After an hour I asked Mum, if she noticed the transformation.  Yes she had and agreed it was remarkable.


Placebo Effect

It is clear that the more involved the parent becomes, the greater is the risk of seeing what you want to see, rather than what is there.  This why nobody generally listens to parents and indeed why doctors are not supposed to treat their children.

It is always good to have a reality check.

I can now move forward to my serotonin and acetylcholine interventions, in the knowledge that previous interventions have past their critical test.



Wednesday, 3 April 2013

Placebo Effect in Autism

 
Placebo effect in autism - Parent/Child Matrix      

A big problem in autism research is the placebo effect.  It could be because the child found the therapy fun and liked all the attention and so showed improved behaviors; or it could be that the parents so desperately wanted to see an improvement, that they imagined it.

In good research, half of the kids receives the trial drug and the other half receive a placebo.  But what happens when both groups show an improvement?  Well if both groups show equal improvement then the therapy has no value.  In almost all the research I have seen, the placebo group shows an improvement.  In one study the placebo group improved 70% on the behaviour rating scale.

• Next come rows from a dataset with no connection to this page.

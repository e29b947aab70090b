//! The worker pool (C6): a fixed number of long-lived threads, each capable of
//! forking a child to run one request's command and reporting a verdict back
//! to the client by signal.

use std::ffi::CString;
use std::sync::Arc;
use std::sync::atomic::{AtomicBool, AtomicI32, Ordering};

use anyhow::{Context, Result};
use nix::sys::signal::kill;
use nix::sys::wait::{WaitStatus, waitpid};
use nix::unistd::{ForkResult, Pid, dup2, execvp, fork};
use parking_lot::Mutex;

use crate::protocol::{Request, SIG_FAILURE, SIG_SUCCESS};

use super::shutdown::is_shutting_down;

/// Per-worker state shared between the dispatcher thread (which assigns work)
/// and the worker's own thread (which runs it).
pub struct WorkerSlot {
  available: AtomicBool,
  /// Private wakeup semaphore; posted by the dispatcher when handing off a
  /// request, and once (unconditionally) during shutdown to unblock an idle
  /// worker so it can observe the shutdown flag and exit its loop.
  wakeup: crate::ipc::PrivateSemaphore,
  pending: Mutex<Option<Request>>,
  /// pid of the client whose request this worker currently holds, or 0 if
  /// idle. Read by shutdown to know whether an in-flight request needs a
  /// failure verdict sent before the daemon exits.
  current_client_pid: AtomicI32,
}

impl WorkerSlot {
  fn new() -> Result<Self> {
    Ok(Self {
      available: AtomicBool::new(true),
      wakeup: crate::ipc::PrivateSemaphore::new(0)?,
      pending: Mutex::new(None),
      current_client_pid: AtomicI32::new(0),
    })
  }

  pub fn current_client_pid(&self) -> libc::pid_t {
    self.current_client_pid.load(Ordering::Acquire)
  }
}

pub struct WorkerPool {
  slots: Vec<Arc<WorkerSlot>>,
  handles: Vec<std::thread::JoinHandle<()>>,
}

impl WorkerPool {
  /// Spawns `worker_max` idle worker threads.
  pub fn spawn(worker_max: u32) -> Result<Self> {
    let mut slots = Vec::with_capacity(worker_max as usize);
    let mut handles = Vec::with_capacity(worker_max as usize);
    for id in 0..worker_max {
      let slot = Arc::new(WorkerSlot::new().context("failed to create worker wakeup semaphore")?);
      let slot_for_thread = Arc::clone(&slot);
      let handle = std::thread::Builder::new()
        .name(format!("cmdl-worker-{id}"))
        .spawn(move || worker_loop(id, slot_for_thread))
        .with_context(|| format!("failed to spawn worker thread {id}"))?;
      slots.push(slot);
      handles.push(handle);
    }
    Ok(Self { slots, handles })
  }

  /// Finds an idle worker and hands it `req`. Returns `false` if every worker
  /// is currently busy (the dispatcher's admission-reject path).
  pub fn try_dispatch(&self, req: Request) -> bool {
    for slot in &self.slots {
      if slot
        .available
        .compare_exchange(true, false, Ordering::AcqRel, Ordering::Acquire)
        .is_ok()
      {
        slot.current_client_pid.store(req.client_pid, Ordering::Release);
        *slot.pending.lock() = Some(req);
        let _ = slot.wakeup.post();
        return true;
      }
    }
    false
  }

  /// Wakes every worker so idle ones observe the shutdown flag and exit, then
  /// reports any still mid-request so the caller can send it a failure
  /// verdict before the daemon disappears.
  pub fn shutdown(self) -> Vec<libc::pid_t> {
    let mut stranded = Vec::new();
    for slot in &self.slots {
      let pid = slot.current_client_pid();
      if pid != 0 {
        stranded.push(pid);
      }
      let _ = slot.wakeup.post();
    }
    for handle in self.handles {
      let _ = handle.join();
    }
    stranded
  }
}

fn worker_loop(id: u32, slot: Arc<WorkerSlot>) {
  loop {
    if slot.wakeup.wait().is_err() {
      log::error!("worker {id}: wakeup wait failed, exiting");
      return;
    }
    if is_shutting_down() {
      return;
    }
    let Some(req) = slot.pending.lock().take() else {
      // Spurious wakeup from a shutdown post that raced an assignment; nothing to do.
      continue;
    };
    if let Err(err) = run_request(&req) {
      log::error!("worker {id}: request from pid {} failed: {err:#}", req.client_pid);
    }
    slot.current_client_pid.store(0, Ordering::Release);
    slot.available.store(true, Ordering::Release);
  }
}

/// Forks a child to run `req.cmd()` via `/bin/sh -c`, with stdout/stderr
/// redirected into the client's named pipe, then signals the verdict.
fn run_request(req: &Request) -> Result<()> {
  // SAFETY: fork() duplicates the calling thread only; the child immediately
  // restricts itself to async-signal-safe libc/nix calls and never returns
  // through Rust's normal unwinding machinery.
  match unsafe { fork() }.context("fork failed")? {
    ForkResult::Child => {
      run_child(req);
      unreachable!("run_child never returns");
    }
    ForkResult::Parent { child } => {
      let status = waitpid(child, None).context("waitpid failed")?;
      let success = matches!(status, WaitStatus::Exited(_, 0));
      let verdict = if success { SIG_SUCCESS } else { SIG_FAILURE };
      kill(Pid::from_raw(req.client_pid), verdict)
        .with_context(|| format!("failed to signal verdict to pid {}", req.client_pid))?;
      Ok(())
    }
  }
}

/// Runs entirely in the forked child between `fork` and `exec`. Must not
/// panic, allocate through paths that could deadlock on another thread's held
/// lock, or return: every exit path here is `_exit`, never `std::process::exit`
/// or Rust unwinding, since only the calling thread survived the fork.
fn run_child(req: &Request) -> ! {
  let pipe_name = req.pipe_name();
  let Ok(cpipe) = CString::new(pipe_name) else {
    // SAFETY: _exit is async-signal-safe and terminates immediately, no unwind.
    unsafe { libc::_exit(1) };
  };
  // SAFETY: cpipe is a valid NUL-terminated path; O_WRONLY blocks until the
  // client's reader end (opened by cmkfifo/open in the client driver) is ready.
  let fd = unsafe { libc::open(cpipe.as_ptr(), libc::O_WRONLY) };
  if fd < 0 {
    unsafe { libc::_exit(1) };
  }
  // SAFETY: fd is a valid, open descriptor; STDOUT_FILENO is the standard
  // fixed descriptor number. Only stdout is redirected to the client's pipe;
  // the command's stderr is left alone.
  unsafe {
    let _ = dup2(fd, libc::STDOUT_FILENO);
    libc::close(fd);
  }

  let Ok(shell) = CString::new("/bin/sh") else {
    unsafe { libc::_exit(1) };
  };
  let Ok(flag) = CString::new("-c") else {
    unsafe { libc::_exit(1) };
  };
  let Ok(cmd) = CString::new(req.cmd()) else {
    unsafe { libc::_exit(1) };
  };
  let _ = execvp(&shell, &[shell.clone(), flag, cmd]);
  // execvp only returns on failure.
  unsafe { libc::_exit(127) };
}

We need to conclude several things:-
  • Good studies rely on assessment by clinicians, not parents
  • If the therapy was fun and included lots of 1:1 attention, then the kid's behavior will improve, regardless of the medical value of the therapy.
  • Do not reject a study because the placebo group improve moderately
  • Always focus on the relative improvement of the group on the trial therapy vs the control group on the placebo.

Behavioural rating scales

In autism there are many different behavioural rating scales, including :-
Researchers can pick and choose which scale to use and which scale to emphasize.  All these scales are highly subjective.  Different people assessing the same child will get a slightly different answer.  The same person assessing the same child a week later will also get a slightly different answer. 

Tiny Studies and Not so Objective Researchers

Many studies in autism have a tiny number of subjects, sometimes fewer than ten. Often researchers have a vested interest in the research, this is not always a bad thing. As a result it is best to focus on research that has been frequently cited by other researchers, this should mean that they buy into it.

Example - Secretin Research

In a 2003 study of the hormone secretin, 62 children participated. At that time there were stories that secretin was a "wonder cure" for autism. Half received a one-off injection of secretin, the other half received a placebo. The clinicians' tests showed that there was no behavioral improvement in either group; the parents however saw things differently. The parents of 48 children saw an improvement. When asked to guess whether their child had received the placebo or the secretin, 27 guessed correctly and 27 guessed wrong. Six families would not guess and two families dropped out.